Origins of the tested pyrethroid-resistant and susceptible Anopheles strains and the field-collected Culex strain.

Fig. 2.

(A) Photograph of electrostatic netting saturated with fluorescent dust particles lighting up orange under UV light at 50× magnification. (B) A Culex mosquito contaminated with fluorescent particles after a 5-s contact with the netting. (C) Culex female with fluorescent particles after 3-min contact with netting.

Fig. S1.

Average (± SE) mortality and knockdown rates of two groups of 25 female pyrethroid-resistant anopheline strains from the Vector Control Research Unit (VCRU) measured 1 h (blue bars) or 24 h (red bars) after 1-h exposure to 0.05% deltamethrin papers in WHO test tubes.

Fig. S2.

Mortality rates of susceptible anopheline strains measured 24 h after 3-min exposure to PermaNet 2.0 netting containing 55 mg/m2 deltamethrin (blue) or electrostatic netting containing 37 mg/m2 deltamethrin (red).

Fig. 3.

Corrected mortality percentage (n = 50 mosquitoes per treatment) 24 h after pyrethroid-resistant anopheline mosquito strains were exposed to PermaNet netting (55 mg deltamethrin/m2; blue bars) or electrostatic netting (37 mg deltamethrin/m2; red bars) for 3 min.
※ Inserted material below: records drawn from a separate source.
use axum::extract::State;
use axum::http::HeaderMap;
use axum::Json;
use serde_json::{json, Value};

use crate::auth::require_identity;
use crate::error::AppError;
use crate::AppState;

/// GET /usage
///
/// Spend of the bearer identity over its policy window, with the applicable
/// limit.
pub async fn self_usage(
    State(state): State<AppState>,
    headers: HeaderMap,
) -> Result<Json<Value>, AppError> {
    let email = require_identity(&headers, &state.tokens)?;
    let rule = state.policy.lookup(&email);
    let summary = state.ledger.usage(&email, rule.days)?;

    Ok(Json(json!({
        "email": summary.email,
        "days": summary.days,
        "cost": summary.cost,
        "usage": summary.usage,
        "limit": rule.limit_usd,
    })))
}
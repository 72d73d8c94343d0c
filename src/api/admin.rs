use axum::extract::{Path, Query, State};
use axum::http::{HeaderMap, Method};
use axum::response::{IntoResponse, Response};
use axum::Json;
use bytes::Bytes;
use serde::Deserialize;
use serde_json::json;

use crate::auth::require_identity;
use crate::error::AppError;
use crate::AppState;

#[derive(Debug, Deserialize)]
pub struct AdminQuery {
    pub email: Option<String>,
}

#[derive(Debug, Deserialize)]
pub struct SetCostRequest {
    pub email: String,
    pub date: String,
    pub cost: f64,
}

/// /admin/{usage|token|cost}
///
/// Identity-token-only; the caller's email must be in the admin set.
pub async fn dispatch(
    State(state): State<AppState>,
    Path(action): Path<String>,
    Query(query): Query<AdminQuery>,
    method: Method,
    headers: HeaderMap,
    body: Bytes,
) -> Result<Response, AppError> {
    let caller = require_identity(&headers, &state.tokens)?;
    if !state.tokens.is_admin(&caller) {
        return Err(AppError::Forbidden(format!("{caller} is not an admin")));
    }

    match action.as_str() {
        "usage" if method == Method::GET => {
            let rows = state.ledger.all_usage()?;
            Ok(Json(json!({ "data": rows })).into_response())
        }
        "token" if method == Method::GET => {
            let target = query.email.ok_or_else(|| {
                AppError::BadRequest("email query parameter required".to_string())
            })?;
            let token = state.tokens.mint(&target)?;
            tracing::info!(admin = %caller, email = %target, "Admin minted token");
            Ok(Json(json!({ "token": token, "email": target })).into_response())
        }
        "cost" if method == Method::POST => {
            let request: SetCostRequest = serde_json::from_slice(&body)?;
            state
                .ledger
                .set_cost(&request.email, &request.date, request.cost)?;
            tracing::info!(
                admin = %caller,
                email = %request.email,
                date = %request.date,
                cost_usd = request.cost,
                "Admin set cost"
            );
            Ok(Json(json!({
                "email": request.email,
                "date": request.date,
                "cost": request.cost,
            }))
            .into_response())
        }
        "cost" => Err(AppError::MethodNotAllowed(
            "POST required for /admin/cost".to_string(),
        )),
        _ => Err(AppError::NotFound(format!("Unknown admin action: {action}"))),
    }
}
//! JSON hub protocol framing.
//!
//! Frames are JSON objects terminated by the ASCII record separator (0x1E).
//! A text WebSocket message may carry several frames. The client opens with
//! a handshake request; the server answers `{}` or `{"error": "..."}`.

use serde::Deserialize;
use serde_json::{Value, json};

use super::error::ChannelError;
use super::state::NotificationMessage;

/// Frame terminator.
pub const RECORD_SEPARATOR: char = '\u{1e}';

const INVOCATION: u8 = 1;
const PING: u8 = 6;
const CLOSE: u8 = 7;

/// A decoded hub frame
#[derive(Debug, Clone, PartialEq)]
pub enum HubFrame {
    /// Server invoked a client method
    Invocation {
        target: String,
        arguments: Vec<Value>,
    },
    /// Keep-alive
    Ping,
    /// Server is closing the connection
    Close { error: Option<String> },
    /// Any other message type; ignored by the client
    Other(u8),
}

#[derive(Debug, Deserialize)]
struct RawFrame {
    #[serde(rename = "type")]
    kind: u8,
    #[serde(default)]
    target: Option<String>,
    #[serde(default)]
    arguments: Vec<Value>,
    #[serde(default)]
    error: Option<String>,
}

#[derive(Debug, Deserialize)]
struct HandshakeResponse {
    #[serde(default)]
    error: Option<String>,
}

/// The client's opening frame.
pub fn handshake_request() -> String {
    terminate(json!({"protocol": "json", "version": 1}))
}

/// Keep-alive frame.
pub fn ping_frame() -> String {
    terminate(json!({"type": PING}))
}

/// Client-initiated close frame.
pub fn close_frame() -> String {
    terminate(json!({"type": CLOSE}))
}

fn terminate(value: Value) -> String {
    let mut frame = value.to_string();
    frame.push(RECORD_SEPARATOR);
    frame
}

/// Split a text message into its frames, skipping empty segments.
pub fn split_frames(text: &str) -> impl Iterator<Item = &str> {
    text.split(RECORD_SEPARATOR)
        .map(str::trim)
        .filter(|frame| !frame.is_empty())
}

/// Check the server's handshake response frame.
pub fn parse_handshake_response(frame: &str) -> Result<(), ChannelError> {
    let response: HandshakeResponse = serde_json::from_str(frame)
        .map_err(|e| ChannelError::Protocol(format!("bad handshake response: {e}")))?;
    match response.error {
        Some(error) => Err(ChannelError::Handshake(error)),
        None => Ok(()),
    }
}

/// Decode one frame.
pub fn parse_frame(frame: &str) -> Result<HubFrame, ChannelError> {
    let raw: RawFrame =
        serde_json::from_str(frame).map_err(|e| ChannelError::Protocol(e.to_string()))?;

    Ok(match raw.kind {
        INVOCATION => HubFrame::Invocation {
            target: raw
                .target
                .ok_or_else(|| ChannelError::Protocol("invocation without target".to_string()))?,
            arguments: raw.arguments,
        },
        PING => HubFrame::Ping,
        CLOSE => HubFrame::Close { error: raw.error },
        other => HubFrame::Other(other),
    })
}

impl HubFrame {
    /// Convert an invocation into the message delivered to listeners.
    ///
    /// The first argument is the payload: strings pass through verbatim,
    /// other JSON values are forwarded in their serialized form.
    pub fn into_message(self) -> Option<NotificationMessage> {
        match self {
            HubFrame::Invocation { target, arguments } => {
                let payload = match arguments.into_iter().next() {
                    Some(Value::String(s)) => s,
                    Some(other) => other.to_string(),
                    None => String::new(),
                };
                Some(NotificationMessage::new(target, payload))
            }
            _ => None,
        }
    }
}

#[cfg(test)]
mod tests {
    use super::*;

    #[test]
    fn handshake_request_is_terminated_json() {
        let frame = handshake_request();
        assert!(frame.ends_with(RECORD_SEPARATOR));
        let value: Value = serde_json::from_str(frame.trim_end_matches(RECORD_SEPARATOR)).unwrap();
        assert_eq!(value["protocol"], "json");
        assert_eq!(value["version"], 1);
    }

    #[test]
    fn split_frames_handles_batched_messages() {
        let text = "{}\u{1e}{\"type\":6}\u{1e}";
        let frames: Vec<_> = split_frames(text).collect();
        assert_eq!(frames, vec!["{}", "{\"type\":6}"]);
    }

    #[test]
    fn handshake_error_is_reported() {
        assert!(parse_handshake_response("{}").is_ok());
        let err = parse_handshake_response(r#"{"error":"Requested protocol 'json' is not available."}"#)
            .unwrap_err();
        assert!(matches!(err, ChannelError::Handshake(_)));
    }

    #[test]
    fn invocation_becomes_message_with_verbatim_payload() {
        let frame = parse_frame(
            r#"{"type":1,"target":"ReceiveNotification","arguments":["{\"id\":3}"]}"#,
        )
        .unwrap();
        let msg = frame.into_message().unwrap();
        assert_eq!(msg.event, "ReceiveNotification");
        assert_eq!(msg.payload, "{\"id\":3}");
    }

    #[test]
    fn non_string_argument_is_serialized() {
        let frame =
            parse_frame(r#"{"type":1,"target":"ReceiveNotification","arguments":[{"id":3}]}"#)
                .unwrap();
        assert_eq!(frame.into_message().unwrap().payload, r#"{"id":3}"#);
    }

    #[test]
    fn ping_and_close_frames() {
        assert_eq!(parse_frame(r#"{"type":6}"#).unwrap(), HubFrame::Ping);
        assert_eq!(
            parse_frame(r#"{"type":7,"error":"Server timeout elapsed"}"#).unwrap(),
            HubFrame::Close {
                error: Some("Server timeout elapsed".to_string())
            }
        );
        assert!(parse_frame(r#"{"type":6}"#).unwrap().into_message().is_none());
    }

    #[test]
    fn unknown_types_are_other() {
        assert_eq!(parse_frame(r#"{"type":3,"invocationId":"1"}"#).unwrap(), HubFrame::Other(3));
    }

    #[test]
    fn invocation_without_target_is_protocol_error() {
        assert!(matches!(
            parse_frame(r#"{"type":1,"arguments":[]}"#),
            Err(ChannelError::Protocol(_))
        ));
    }
}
For each treatment, the mortality of mosquitoes exposed to insecticide was corrected for the mortality of counterparts exposed to control netting using Abbott’s formula. Asterisks indicate significant differences determined by χ2 test; ***P < 0.001.

Fig. 4.

Corrected mortality percentage (n = 50 mosquitoes per treatment) 24 h after pyrethroid-resistant mosquito strains were exposed to PermaNet netting (55 mg deltamethrin/m2; blue bars), or electrostatic netting (37 mg deltamethrin/m2; red bars) for 5 s. For each treatment, the mortality of mosquitoes exposed to insecticide was corrected for the mortality of counterparts exposed to control netting using Abbott’s formula. Asterisks indicate significant differences determined by χ2 test; *P < 0.05; ***P < 0.001; ns, not significant.

Fig. 5.

Corrected mortality percentage (n = 50 mosquitoes per treatment) 24 h after pyrethroid-resistant mosquito strains were exposed for 3 min to PermaNet netting coated with deltamethrin (55 mg AI/m2; blue bars), a 15-fold lower dose of deltamethrin on electrostatic netting (3.7 mg AI/m2; black bars), or a similar dose of deltamethrin on electrostatic netting (37 mg AI/m2; red bars). For each treatment, the mortality of mosquitoes exposed to insecticide was corrected for the mortality of counterparts exposed to control netting using Abbott’s formula. Asterisks indicate significant differences determined by χ2 test; *P < 0.05; ***P < 0.001; ns, not significant.